Exercise details | Each entry must be restated word for word, with nothing omitted.
'''
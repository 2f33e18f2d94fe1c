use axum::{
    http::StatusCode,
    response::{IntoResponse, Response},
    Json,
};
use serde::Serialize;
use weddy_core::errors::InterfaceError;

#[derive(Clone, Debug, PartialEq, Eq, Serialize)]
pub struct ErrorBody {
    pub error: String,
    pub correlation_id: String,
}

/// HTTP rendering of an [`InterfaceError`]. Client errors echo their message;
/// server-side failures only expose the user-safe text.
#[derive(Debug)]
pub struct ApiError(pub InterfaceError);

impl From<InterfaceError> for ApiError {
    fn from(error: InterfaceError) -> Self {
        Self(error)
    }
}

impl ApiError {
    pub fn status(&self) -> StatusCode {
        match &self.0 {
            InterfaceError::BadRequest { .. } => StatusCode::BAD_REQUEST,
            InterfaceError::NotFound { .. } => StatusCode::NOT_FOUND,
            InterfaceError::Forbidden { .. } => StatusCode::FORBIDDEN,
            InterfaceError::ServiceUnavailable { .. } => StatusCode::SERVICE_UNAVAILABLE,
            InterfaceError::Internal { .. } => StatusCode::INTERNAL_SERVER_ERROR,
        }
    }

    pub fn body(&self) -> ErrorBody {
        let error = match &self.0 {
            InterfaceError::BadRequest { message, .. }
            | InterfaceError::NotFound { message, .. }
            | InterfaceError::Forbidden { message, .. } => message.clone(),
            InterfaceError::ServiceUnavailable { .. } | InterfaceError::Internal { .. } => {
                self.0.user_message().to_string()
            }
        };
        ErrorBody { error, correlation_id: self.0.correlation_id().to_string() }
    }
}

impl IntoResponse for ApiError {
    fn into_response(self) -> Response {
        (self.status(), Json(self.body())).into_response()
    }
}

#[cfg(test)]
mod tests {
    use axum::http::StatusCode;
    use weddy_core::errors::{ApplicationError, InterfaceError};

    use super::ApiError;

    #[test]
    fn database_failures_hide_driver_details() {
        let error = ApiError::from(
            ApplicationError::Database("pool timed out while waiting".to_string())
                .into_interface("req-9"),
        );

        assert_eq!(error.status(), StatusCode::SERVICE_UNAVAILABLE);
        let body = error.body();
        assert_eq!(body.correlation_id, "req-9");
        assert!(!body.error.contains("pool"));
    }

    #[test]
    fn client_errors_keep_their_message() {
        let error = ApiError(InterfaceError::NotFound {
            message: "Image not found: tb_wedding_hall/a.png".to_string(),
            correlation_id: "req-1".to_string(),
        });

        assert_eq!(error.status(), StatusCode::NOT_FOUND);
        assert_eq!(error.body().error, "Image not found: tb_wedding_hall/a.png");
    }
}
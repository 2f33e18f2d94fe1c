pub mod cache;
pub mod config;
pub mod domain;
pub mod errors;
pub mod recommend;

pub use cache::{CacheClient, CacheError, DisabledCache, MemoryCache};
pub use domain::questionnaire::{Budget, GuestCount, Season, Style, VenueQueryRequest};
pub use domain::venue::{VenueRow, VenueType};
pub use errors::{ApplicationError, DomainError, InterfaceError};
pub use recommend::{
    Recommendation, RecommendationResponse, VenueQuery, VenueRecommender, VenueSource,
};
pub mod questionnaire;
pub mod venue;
'''
Result |
repository 2f33e18f2d94fe1c
use axum::{
    http::StatusCode,
    response::{IntoResponse, Response},
    Json,
};
use serde::Serialize;
use weddy_core::errors::InterfaceError;

#[derive(Clone, Debug, PartialEq, Eq, Serialize)]
pub struct ErrorBody {
    pub error: String,
    pub correlation_id: String,
}

/// HTTP rendering of an [`InterfaceError`]. Client errors echo their message;
/// server-side failures only expose the user-safe text.
#[derive(Debug)]
pub struct ApiError(pub InterfaceError);

impl From<InterfaceError> for ApiError {
    fn from(error: InterfaceError) -> Self {
        Self(error)
    }
}

impl ApiError {
    pub fn status(&self) -> StatusCode {
        match &self.0 {
            InterfaceError::BadRequest { .. } => StatusCode::BAD_REQUEST,
            InterfaceError::NotFound { .. } => StatusCode::NOT_FOUND,
            InterfaceError::Forbidden { .. } => StatusCode::FORBIDDEN,
            InterfaceError::ServiceUnavailable { .. } => StatusCode::SERVICE_UNAVAILABLE,
            InterfaceError::Internal { .. } => StatusCode::INTERNAL_SERVER_ERROR,
        }
    }

    pub fn body(&self) -> ErrorBody {
        let error = match &self.0 {
            InterfaceError::BadRequest { message, .. }
            | InterfaceError::NotFound { message, .. }
            | InterfaceError::Forbidden { message, .. } => message.clone(),
            InterfaceError::ServiceUnavailable { .. } | InterfaceError::Internal { .. } => {
                self.0.user_message().to_string()
            }
        };
        ErrorBody { error, correlation_id: self.0.correlation_id().to_string() }
    }
}

impl IntoResponse for ApiError {
    fn into_response(self) -> Response {
        (self.status(), Json(self.body())).into_response()
    }
}

#[cfg(test)]
mod tests {
    use axum::http::StatusCode;
    use weddy_core::errors::{ApplicationError, InterfaceError};

    use super::ApiError;

    #[test]
    fn database_failures_hide_driver_details() {
        let error = ApiError::from(
            ApplicationError::Database("pool timed out while waiting".to_string())
                .into_interface("req-9"),
        );

        assert_eq!(error.status(), StatusCode::SERVICE_UNAVAILABLE);
        let body = error.body();
        assert_eq!(body.correlation_id, "req-9");
        assert!(!body.error.contains("pool"));
    }

    #[test]
    fn client_errors_keep_their_message() {
        let error = ApiError(InterfaceError::NotFound {
            message: "Image not found: tb_wedding_hall/a.png".to_string(),
            correlation_id: "req-1".to_string(),
        });

        assert_eq!(error.status(), StatusCode::NOT_FOUND);
        assert_eq!(error.body().error, "Image not found: tb_wedding_hall/a.png");
    }
}
repository 2f33e18f2d94fe1c
pub mod cache;
pub mod config;
pub mod domain;
pub mod errors;
pub mod recommend;

pub use cache::{CacheClient, CacheError, DisabledCache, MemoryCache};
pub use domain::questionnaire::{Budget, GuestCount, Season, Style, VenueQueryRequest};
pub use domain::venue::{VenueRow, VenueType};
pub use errors::{ApplicationError, DomainError, InterfaceError};
pub use recommend::{
    Recommendation, RecommendationResponse, VenueQuery, VenueRecommender, VenueSource,
};
pub mod questionnaire;
pub mod venue;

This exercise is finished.